It’s one of the last of its kind; a place where visitors can rent paddle boards, kayaks, sailboats, motorized skiffs — and, of course, bait and tackle to take out fishing on Moriches Bay or perhaps to the sandy Cupsogue Beach for the day.

“Not everybody has a boat, or waterfront access,” Scott said. “Everybody wants to be out on the water on those hot July and August days.”

Scott purchased the business from former owner Gary Grunseich in 2015, originally looking for a boat yard where he could work on a wooden boat restoration project, an infatuation that began as a child spending time with family at a lake in the Adirondacks.

The food truck makes for a nice dock and dine experience on weekends. (Credit: Grant Parpan)

Scott, who now lives in Sag Harbor, said the idea always lived in the back of his mind but began taking shape while working in advertising in Manhattan. From his office building, he’d stare out at kayakers along the Hudson.

“I thought, I should be down there,” he said.

A serendipitous encounter with the former owners led to a handshake deal at the “funky” boat yard he remembers visiting as a child.

“Gary still works with me today and I get to do my wooden boat projects here, but the rental business has pretty much taken over our lives,” Scott said.

Silly Lily’s offer kayak rentals. (Credit: Tara Smith)

Inside, wood walls and beams are adorned with memorabilia: lanterns, clam rakes, fishing rods and hand painted signs with salty slogans from a bygone time when dozens of fishing stations dotted the shoreline. The shop also features Silly Lily-branded merchandise, provisions for spending a day in the sun and a small jewelry studio run by East Moriches artist Rebecca Dolber.

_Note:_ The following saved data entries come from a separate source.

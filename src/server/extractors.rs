use axum::extract::{FromRequest, FromRequestParts};

use super::error::ApiError;

// Same as the axum extractors, but rejections come back as our JSON errors.

#[derive(FromRequest)]
#[from_request(via(axum::Json), rejection(ApiError))]
pub struct AppJson<T>(pub T);

#[derive(FromRequestParts)]
#[from_request(via(axum::extract::Path), rejection(ApiError))]
pub struct AppPath<T>(pub T);

#[derive(FromRequestParts)]
#[from_request(via(axum::extract::Query), rejection(ApiError))]
pub struct AppQuery<T>(pub T);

There’s plenty of family fun to be had on the land side, too, from corn hole and bocce to a pirate-themed pinball machine. On weekends, guests can also indulge in beachy fare such as the lobster roll, pulled pork bahn mi and an assortment of tacos at the Silly Eats food truck operated by chef Christian Mir of the Stone Creek Inn in East Quogue.

The old time fishing station has a lot of history to check out. (Credit: Tara Smith)

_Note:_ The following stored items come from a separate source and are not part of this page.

//! Pointer input: the steering target and the drag gate
//!
//! Moves are only captured while the button is held. Press and release
//! always update the position.

use std::sync::atomic::{AtomicU64, Ordering};

use glam::Vec2;
use serde::{Deserialize, Serialize};

/// Pointer events forwarded by the host, in arena coordinates
#[derive(Debug, Clone, Copy, PartialEq, Serialize, Deserialize)]
pub enum PointerEvent {
    Down(Vec2),
    Move(Vec2),
    Up(Vec2),
}

/// Last captured pointer state
#[derive(Debug, Clone, Copy, PartialEq, Serialize, Deserialize)]
pub struct Pointer {
    /// Steering target
    pub pos: Vec2,
    /// Drag gate
    pub pressed: bool,
}

impl Pointer {
    pub fn new(pos: Vec2) -> Self {
        Self {
            pos,
            pressed: false,
        }
    }

    pub fn apply(&mut self, event: PointerEvent) {
        match event {
            PointerEvent::Down(pos) => {
                self.pos = pos;
                self.pressed = true;
            }
            PointerEvent::Move(pos) => {
                if self.pressed {
                    self.pos = pos;
                }
            }
            PointerEvent::Up(pos) => {
                self.pos = pos;
                self.pressed = false;
            }
        }
    }
}

/// Target point shared between an input thread and the simulation thread.
///
/// Both coordinates live in one atomic word, so a reader always sees a pair
/// that was stored together.
#[derive(Debug)]
pub struct SharedTarget {
    bits: AtomicU64,
}

impl SharedTarget {
    pub fn new(pos: Vec2) -> Self {
        Self {
            bits: AtomicU64::new(pack(pos)),
        }
    }

    pub fn store(&self, pos: Vec2) {
        self.bits.store(pack(pos), Ordering::Release);
    }

    pub fn load(&self) -> Vec2 {
        unpack(self.bits.load(Ordering::Acquire))
    }
}

#[inline]
fn pack(pos: Vec2) -> u64 {
    ((pos.x.to_bits() as u64) << 32) | pos.y.to_bits() as u64
}

#[inline]
fn unpack(bits: u64) -> Vec2 {
    Vec2::new(
        f32::from_bits((bits >> 32) as u32),
        f32::from_bits(bits as u32),
    )
}

#[cfg(test)]
mod tests {
    use super::*;
    use std::sync::Arc;

    #[test]
    fn test_move_ignored_until_pressed() {
        let mut pointer = Pointer::new(Vec2::new(640.0, 360.0));
        pointer.apply(PointerEvent::Move(Vec2::new(10.0, 10.0)));
        assert_eq!(pointer.pos, Vec2::new(640.0, 360.0));

        pointer.apply(PointerEvent::Down(Vec2::new(100.0, 200.0)));
        assert!(pointer.pressed);
        assert_eq!(pointer.pos, Vec2::new(100.0, 200.0));

        pointer.apply(PointerEvent::Move(Vec2::new(110.0, 210.0)));
        assert_eq!(pointer.pos, Vec2::new(110.0, 210.0));
    }

    #[test]
    fn test_release_updates_position_and_closes_gate() {
        let mut pointer = Pointer::new(Vec2::ZERO);
        pointer.apply(PointerEvent::Down(Vec2::new(1.0, 1.0)));
        pointer.apply(PointerEvent::Up(Vec2::new(5.0, 6.0)));
        assert!(!pointer.pressed);
        assert_eq!(pointer.pos, Vec2::new(5.0, 6.0));

        pointer.apply(PointerEvent::Move(Vec2::new(50.0, 60.0)));
        assert_eq!(pointer.pos, Vec2::new(5.0, 6.0));
    }

    #[test]
    fn test_shared_target_exact() {
        let target = SharedTarget::new(Vec2::new(640.0, 360.0));
        assert_eq!(target.load(), Vec2::new(640.0, 360.0));
        target.store(Vec2::new(-0.5, 1234.25));
        assert_eq!(target.load(), Vec2::new(-0.5, 1234.25));
    }

    #[test]
    fn test_shared_target_across_threads() {
        let target = Arc::new(SharedTarget::new(Vec2::ZERO));
        let writer = {
            let target = Arc::clone(&target);
            std::thread::spawn(move || {
                for i in 0..1000 {
                    let v = i as f32;
                    target.store(Vec2::new(v, v * 2.0));
                }
            })
        };
        for _ in 0..1000 {
            let p = target.load();
            assert_eq!(p.y, p.x * 2.0);
        }
        writer.join().unwrap();
        assert_eq!(target.load(), Vec2::new(999.0, 1998.0));
    }
}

As for the name Silly Lily, ask any old timer and you’re bound to get a different iteration of the story. According to Scott, two fishermen’s wives, Sylvia and Lily, ran the fishing station several decades ago.

“We knew the name absolutely could not be changed,” Scott said, amused at the folklore behind the boatyard’s namesake.

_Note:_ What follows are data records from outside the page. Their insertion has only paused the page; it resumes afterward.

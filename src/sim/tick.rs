//! Per-frame simulation step
//!
//! The host calls [`tick`] once per animation frame with whatever pointer
//! events arrived since the last one.

use super::pointer::PointerEvent;
use super::state::World;

/// Input collected for a single tick (applied in order)
#[derive(Debug, Clone, Default)]
pub struct TickInput {
    pub events: Vec<PointerEvent>,
}

impl TickInput {
    pub fn from_events(events: impl IntoIterator<Item = PointerEvent>) -> Self {
        Self {
            events: events.into_iter().collect(),
        }
    }
}

/// Advance the world by one frame
pub fn tick(world: &mut World, input: &TickInput) {
    for &event in &input.events {
        world.pointer.apply(event);
    }

    world.pursuer.update(world.pointer.pos);
    world.time_ticks += 1;
}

The business dates back to at least 1932 and is famous for the phrase: “Quit wishing, go fishing.” Though he’s made several renovations to the building itself, Scott ensured that relics and good luck charms were preserved. Among his good luck charms are a refrigerator built circa the 1940s that has withstood flooding from several hurricanes and solely holds bait and cream soda and 38 silver dollars, all minted in 1938, that were likely tucked inside the building’s bones as they rebuilt after the Great New England Hurricane.

Silly Lily’s has its own line of products too. (Credit: Tara Smith)

Scott views himself as a steward of the fishing station, ensuring its history isn’t lost on future generations.

“I don’t want this to be a place that you just read about in the history books,” he said. “Once it’s gone, it’s gone.”

Silly Lily Fishing Station & Marina is located at 99 Adelaide Avenue in East Moriches. The shop is open Monday through Friday from 8 a.m. to 4 p.m. and weekends from 7 a.m. to 4 p.m.

The Silly Eats Food truck has been open from 5 to at least 8 p.m. Friday, noon to 8 p.m. on Saturday and noon to 6 p.m. on Sunday, with expanding hours in July and August. For more information, visit

Crabby Fries from the Silly Eats food truck. (Credit: Grant Parpan)
The Lobster Roll from the Silly Eats food truck. (Credit: Grant Parpan)
(Credit: Grant Parpan)
Diners enjoy seafood fare, light music and selfies on the waterfront. (Credit: Grant Parpan)
Wood-fired pizzas are a new addition at the station. (Credit: Grant Parpan)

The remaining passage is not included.